Task instructions: From the line with "copy while enabled." through the line with "now_epoch_ms(), level, message);", inclusive, return each line of the data below exactly and leave the rest out.

Extracted information:
_____
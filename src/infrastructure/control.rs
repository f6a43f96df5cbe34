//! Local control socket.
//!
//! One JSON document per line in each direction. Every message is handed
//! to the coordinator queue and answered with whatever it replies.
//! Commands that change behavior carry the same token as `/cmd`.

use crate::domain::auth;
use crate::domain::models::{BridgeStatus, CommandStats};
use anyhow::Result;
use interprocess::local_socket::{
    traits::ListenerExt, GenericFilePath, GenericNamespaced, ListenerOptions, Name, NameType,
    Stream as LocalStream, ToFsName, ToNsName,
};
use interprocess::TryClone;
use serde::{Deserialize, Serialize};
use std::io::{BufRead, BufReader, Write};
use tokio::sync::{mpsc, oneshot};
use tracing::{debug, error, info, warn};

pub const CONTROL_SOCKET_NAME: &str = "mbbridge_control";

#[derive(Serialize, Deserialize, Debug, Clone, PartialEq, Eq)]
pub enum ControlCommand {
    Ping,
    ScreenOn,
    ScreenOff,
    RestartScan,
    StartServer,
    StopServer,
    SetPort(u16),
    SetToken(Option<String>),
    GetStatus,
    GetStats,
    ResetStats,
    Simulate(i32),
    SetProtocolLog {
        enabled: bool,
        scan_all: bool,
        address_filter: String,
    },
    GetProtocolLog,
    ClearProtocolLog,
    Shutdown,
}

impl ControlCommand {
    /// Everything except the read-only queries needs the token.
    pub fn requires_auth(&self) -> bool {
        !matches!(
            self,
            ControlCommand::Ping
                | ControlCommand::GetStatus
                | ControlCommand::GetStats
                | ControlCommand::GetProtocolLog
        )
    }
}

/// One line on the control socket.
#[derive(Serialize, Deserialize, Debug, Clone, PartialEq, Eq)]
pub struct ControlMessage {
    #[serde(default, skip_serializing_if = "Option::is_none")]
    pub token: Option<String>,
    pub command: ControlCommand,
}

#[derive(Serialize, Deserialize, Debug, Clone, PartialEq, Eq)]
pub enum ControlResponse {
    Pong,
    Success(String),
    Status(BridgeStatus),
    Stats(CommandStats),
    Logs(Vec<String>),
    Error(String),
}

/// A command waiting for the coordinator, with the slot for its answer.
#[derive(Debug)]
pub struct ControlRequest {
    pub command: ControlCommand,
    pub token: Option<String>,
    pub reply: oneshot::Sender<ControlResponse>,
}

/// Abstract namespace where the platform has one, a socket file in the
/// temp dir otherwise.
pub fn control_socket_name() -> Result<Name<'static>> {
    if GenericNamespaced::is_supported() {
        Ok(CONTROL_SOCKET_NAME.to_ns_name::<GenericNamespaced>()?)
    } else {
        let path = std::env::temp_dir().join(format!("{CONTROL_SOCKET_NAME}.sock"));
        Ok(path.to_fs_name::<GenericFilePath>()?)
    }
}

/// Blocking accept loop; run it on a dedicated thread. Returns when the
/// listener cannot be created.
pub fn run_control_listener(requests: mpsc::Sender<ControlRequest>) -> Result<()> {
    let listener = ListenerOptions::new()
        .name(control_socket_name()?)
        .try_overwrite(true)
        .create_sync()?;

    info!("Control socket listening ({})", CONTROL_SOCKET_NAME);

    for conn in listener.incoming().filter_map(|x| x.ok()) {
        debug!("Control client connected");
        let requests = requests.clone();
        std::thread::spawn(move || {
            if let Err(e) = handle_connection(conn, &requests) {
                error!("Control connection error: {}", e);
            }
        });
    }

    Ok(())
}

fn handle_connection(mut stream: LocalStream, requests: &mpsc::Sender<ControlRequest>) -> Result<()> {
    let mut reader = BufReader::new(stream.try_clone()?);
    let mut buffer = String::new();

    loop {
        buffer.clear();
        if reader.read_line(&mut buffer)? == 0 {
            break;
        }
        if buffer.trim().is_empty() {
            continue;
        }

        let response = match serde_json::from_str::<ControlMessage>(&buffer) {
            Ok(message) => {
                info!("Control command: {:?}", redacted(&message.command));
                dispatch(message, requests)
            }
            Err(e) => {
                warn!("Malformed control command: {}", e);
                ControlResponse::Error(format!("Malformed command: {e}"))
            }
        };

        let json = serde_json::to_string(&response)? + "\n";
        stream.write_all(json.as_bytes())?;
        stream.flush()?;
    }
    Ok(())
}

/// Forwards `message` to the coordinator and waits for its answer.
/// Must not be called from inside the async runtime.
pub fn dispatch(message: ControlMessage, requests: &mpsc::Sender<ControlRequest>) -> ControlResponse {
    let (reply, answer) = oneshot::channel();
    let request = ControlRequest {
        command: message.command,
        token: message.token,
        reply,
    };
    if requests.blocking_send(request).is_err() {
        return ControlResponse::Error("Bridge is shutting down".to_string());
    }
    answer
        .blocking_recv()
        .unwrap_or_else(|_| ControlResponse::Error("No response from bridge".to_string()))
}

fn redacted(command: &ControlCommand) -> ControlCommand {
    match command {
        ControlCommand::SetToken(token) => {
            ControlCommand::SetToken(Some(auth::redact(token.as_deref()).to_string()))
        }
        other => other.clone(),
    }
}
_____
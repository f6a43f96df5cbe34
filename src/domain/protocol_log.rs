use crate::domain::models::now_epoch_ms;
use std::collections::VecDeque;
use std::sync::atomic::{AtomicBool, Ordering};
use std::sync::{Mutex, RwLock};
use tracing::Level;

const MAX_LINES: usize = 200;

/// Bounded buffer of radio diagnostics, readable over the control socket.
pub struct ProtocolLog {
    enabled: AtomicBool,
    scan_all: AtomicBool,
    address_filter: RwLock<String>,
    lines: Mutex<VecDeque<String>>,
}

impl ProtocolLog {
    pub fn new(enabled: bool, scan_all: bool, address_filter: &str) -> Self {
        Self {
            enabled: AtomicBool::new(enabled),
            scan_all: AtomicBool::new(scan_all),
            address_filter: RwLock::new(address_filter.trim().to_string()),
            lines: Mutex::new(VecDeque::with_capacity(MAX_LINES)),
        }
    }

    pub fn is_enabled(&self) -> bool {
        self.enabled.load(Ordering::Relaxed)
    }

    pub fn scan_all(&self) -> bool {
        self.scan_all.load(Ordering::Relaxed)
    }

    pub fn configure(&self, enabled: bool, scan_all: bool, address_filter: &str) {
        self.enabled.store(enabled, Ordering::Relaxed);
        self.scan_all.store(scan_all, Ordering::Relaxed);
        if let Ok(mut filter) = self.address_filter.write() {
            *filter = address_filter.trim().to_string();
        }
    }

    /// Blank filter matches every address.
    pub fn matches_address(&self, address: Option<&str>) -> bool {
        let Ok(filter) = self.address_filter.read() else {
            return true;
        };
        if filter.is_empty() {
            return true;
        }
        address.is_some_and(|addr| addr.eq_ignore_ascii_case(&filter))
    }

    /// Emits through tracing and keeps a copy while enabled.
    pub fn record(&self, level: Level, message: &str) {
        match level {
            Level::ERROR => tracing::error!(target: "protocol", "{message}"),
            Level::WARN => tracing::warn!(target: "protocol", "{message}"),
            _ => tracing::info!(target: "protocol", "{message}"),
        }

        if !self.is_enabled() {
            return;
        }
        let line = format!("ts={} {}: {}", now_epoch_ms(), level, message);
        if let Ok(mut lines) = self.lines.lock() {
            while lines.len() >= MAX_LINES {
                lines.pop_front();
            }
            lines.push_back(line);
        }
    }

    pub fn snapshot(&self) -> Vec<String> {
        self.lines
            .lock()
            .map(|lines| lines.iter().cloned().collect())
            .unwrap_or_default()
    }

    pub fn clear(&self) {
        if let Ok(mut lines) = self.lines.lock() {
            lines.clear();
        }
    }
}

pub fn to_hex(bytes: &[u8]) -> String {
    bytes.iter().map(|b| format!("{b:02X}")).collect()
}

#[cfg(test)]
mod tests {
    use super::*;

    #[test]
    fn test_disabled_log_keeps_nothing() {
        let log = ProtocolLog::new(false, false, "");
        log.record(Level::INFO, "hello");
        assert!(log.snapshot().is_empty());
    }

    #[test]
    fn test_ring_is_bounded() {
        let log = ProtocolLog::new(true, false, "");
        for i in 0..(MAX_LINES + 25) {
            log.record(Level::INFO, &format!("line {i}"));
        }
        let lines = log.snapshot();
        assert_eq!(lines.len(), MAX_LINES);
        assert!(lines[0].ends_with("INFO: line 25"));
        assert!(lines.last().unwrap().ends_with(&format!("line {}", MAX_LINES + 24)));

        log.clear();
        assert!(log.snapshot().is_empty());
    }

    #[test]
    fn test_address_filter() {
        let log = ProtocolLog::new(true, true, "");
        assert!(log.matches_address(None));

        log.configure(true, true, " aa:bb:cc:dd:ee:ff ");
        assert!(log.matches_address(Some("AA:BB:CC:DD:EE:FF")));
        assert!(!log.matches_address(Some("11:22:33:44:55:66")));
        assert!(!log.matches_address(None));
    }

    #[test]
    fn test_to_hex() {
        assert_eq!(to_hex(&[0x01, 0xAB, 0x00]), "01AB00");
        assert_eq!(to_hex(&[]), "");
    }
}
_____
Written reply:
    /// Emits through tracing and keeps a copy while enabled.
    pub fn record(&self, level: Level, message: &str) {
        match level {
            Level::ERROR => tracing::error!(target: "protocol", "{message}"),
            Level::WARN => tracing::warn!(target: "protocol", "{message}"),
            _ => tracing::info!(target: "protocol", "{message}"),
        }

        if !self.is_enabled() {
            return;
        }
        let line = format!("ts={} {}: {}", now_epoch_ms(), level, message);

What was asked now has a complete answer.